Pencegahan ini dilakukan setelah dirinya ditetapkan sebagai tersangka dalam kasus dugaan fitnah terkait ijazah Presiden ke-7 RI, Joko Widodo.
Respons Santai Roy Suryo
Menanggapi keputusan tersebut, Roy Suryo memilih bersikap tenang. Ia menyebut tidak merasa terganggu dengan status pencegahan yang dikenakan kepolisian.
“Ya, saya sih senyum saja ya menjawab adanya statement bahwa kami itu dicekal, enggak apa-apa,” ujar Roy Suryo pada Jumat, 21 November 2025.

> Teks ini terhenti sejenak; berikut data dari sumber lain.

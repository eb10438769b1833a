//! The account aggregate through the given/when/then harness.

#![cfg(feature = "test-util")]

mod common;

use common::{Close, Closed, Deposit, Deposited, Opened, Reopen, Withdraw, account_id, metadata, open};
use strata::{
    AggregateProcessor, CommandMessage, StateAggregateRepository,
    error::codes,
    processor::ProcessError,
    store::inmemory,
    test::{RepositoryTestExt, TestFramework},
};

fn opened() -> Vec<strata::RaisedEvent> {
    vec![
        Opened {
            owner: "ada".into(),
        }
        .into(),
    ]
}

#[test]
fn opening_raises_opened() {
    TestFramework::new(metadata())
        .given_no_history()
        .when(open("ada"))
        .then_expect_events(&[Opened {
            owner: "ada".into(),
        }]);
}

#[test]
fn opening_twice_is_refused() {
    TestFramework::new(metadata())
        .given(opened())
        .when(open("ada"))
        .then_expect_error_code(codes::AGGREGATE_CREATED_BEFORE);
}

#[test]
fn deposit_needs_an_account() {
    TestFramework::new(metadata())
        .given_no_history()
        .when(Deposit(10))
        .then_expect_error_code(codes::AGGREGATE_NOT_FOUND);
}

#[test]
fn non_positive_deposit_is_a_bad_request() {
    TestFramework::new(metadata())
        .given(opened())
        .when(Deposit(0))
        .then_expect_error_code(codes::BAD_REQUEST);
}

#[test]
fn overdraft_is_refused() {
    TestFramework::new(metadata())
        .given(opened())
        .and(vec![Deposited { amount: 5 }.into()])
        .when(Withdraw(6))
        .then_expect_error_message("insufficient funds");
}

#[test]
fn withdrawal_updates_the_balance() {
    TestFramework::new(metadata())
        .given(opened())
        .and(vec![Deposited { amount: 50 }.into()])
        .when(Withdraw(20))
        .then_expect_state(|state| {
            assert_eq!(state.version(), 3);
            assert_eq!(state.state().balance, 30);
            assert_eq!(state.state().movements, 2);
        });
}

#[test]
fn closing_pays_out_before_deleting() {
    TestFramework::new(metadata())
        .given(opened())
        .and(vec![Deposited { amount: 50 }.into()])
        .when(Close)
        .then_expect_event_names(&["funds_withdrawn", "account_closed"]);
}

#[test]
fn closed_account_refuses_changes_but_accepts_recovery() {
    let closed = || {
        TestFramework::new(metadata())
            .given(opened())
            .and(vec![Closed.into()])
    };

    closed()
        .when(Deposit(1))
        .then_expect_error_code(codes::AGGREGATE_DELETED);
    closed().when(Reopen).then_expect_state(|state| {
        assert!(!state.deleted());
        assert_eq!(state.version(), 3);
    });
}

#[test]
fn unregistered_command_is_not_supported() {
    struct Freeze;

    TestFramework::new(metadata())
        .given(opened())
        .when(Freeze)
        .then_expect_error_code(codes::COMMAND_NOT_SUPPORTED);
}

#[tokio::test]
async fn seeded_concurrent_writer_trips_the_expected_version() {
    let store = inmemory::Store::new();
    let repository = StateAggregateRepository::new(store.clone());
    let id = account_id("acc-1");
    repository.seed_events(&id, opened()).await.unwrap();

    // The client read version 1; another writer deposits before it sends.
    repository
        .inject_concurrent_event(&id, Deposited { amount: 7 }.into())
        .await
        .unwrap();

    let processor = AggregateProcessor::new(metadata(), repository);
    let err = processor
        .process(&CommandMessage::new(id.clone(), Withdraw(5)).with_aggregate_version(1))
        .await
        .unwrap_err();
    assert!(matches!(
        err,
        ProcessError::CommandVersionConflict {
            expected: 1,
            actual: 2,
            ..
        }
    ));

    let state = processor.repository().load(&metadata(), &id).await.unwrap();
    assert_eq!(state.version(), 2);
    assert_eq!(state.state().balance, 7);
}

Roy menambahkan bahwa dirinya sudah kembali dari Sydney, Australia, sebelum pencegahan diberlakukan. Menurutnya, seluruh bahan yang dibutuhkan untuk penyusunan Black Paper terkait polemik ijazah Jokowi sudah lengkap, sehingga ia tidak lagi membutuhkan perjalanan ke luar negeri.
Penjelasan Polda Metro Jaya
Kabid Humas Polda Metro Jaya, Kombes Budi Hermanto, menjelaskan bahwa pencegahan ke luar negeri dilakukan terhadap Roy Suryo dan sejumlah pihak lain yang berstatus tersangka dalam kasus yang sama.
Pencegahan ini bukan berarti tahanan kota, melainkan hanya pembatasan agar mereka tidak meninggalkan wilayah Indonesia selama proses hukum berjalan.
Konteks Kasus
Kasus yang menjerat Roy Suryo berkaitan dengan dugaan penyebaran informasi palsu mengenai ijazah Presiden Joko Widodo.
Roy bersama beberapa pihak lain disebut aktif menyusun dan menyebarkan narasi yang kemudian menjadi polemik publik.
Kepolisian menegaskan bahwa pencegahan ke luar negeri adalah langkah prosedural untuk memastikan tersangka tetap berada dalam jangkauan hukum hingga proses penyidikan selesai.
Pencegahan Roy Suryo ke luar negeri oleh Polda Metro Jaya menambah babak baru dalam kasus dugaan fitnah ijazah Presiden Jokowi.
Meski dicegah, Roy menanggapinya dengan santai dan menegaskan bahwa seluruh dokumen yang ia perlukan sudah rampung. Kini, publik menunggu kelanjutan proses hukum yang akan menentukan arah kasus ini.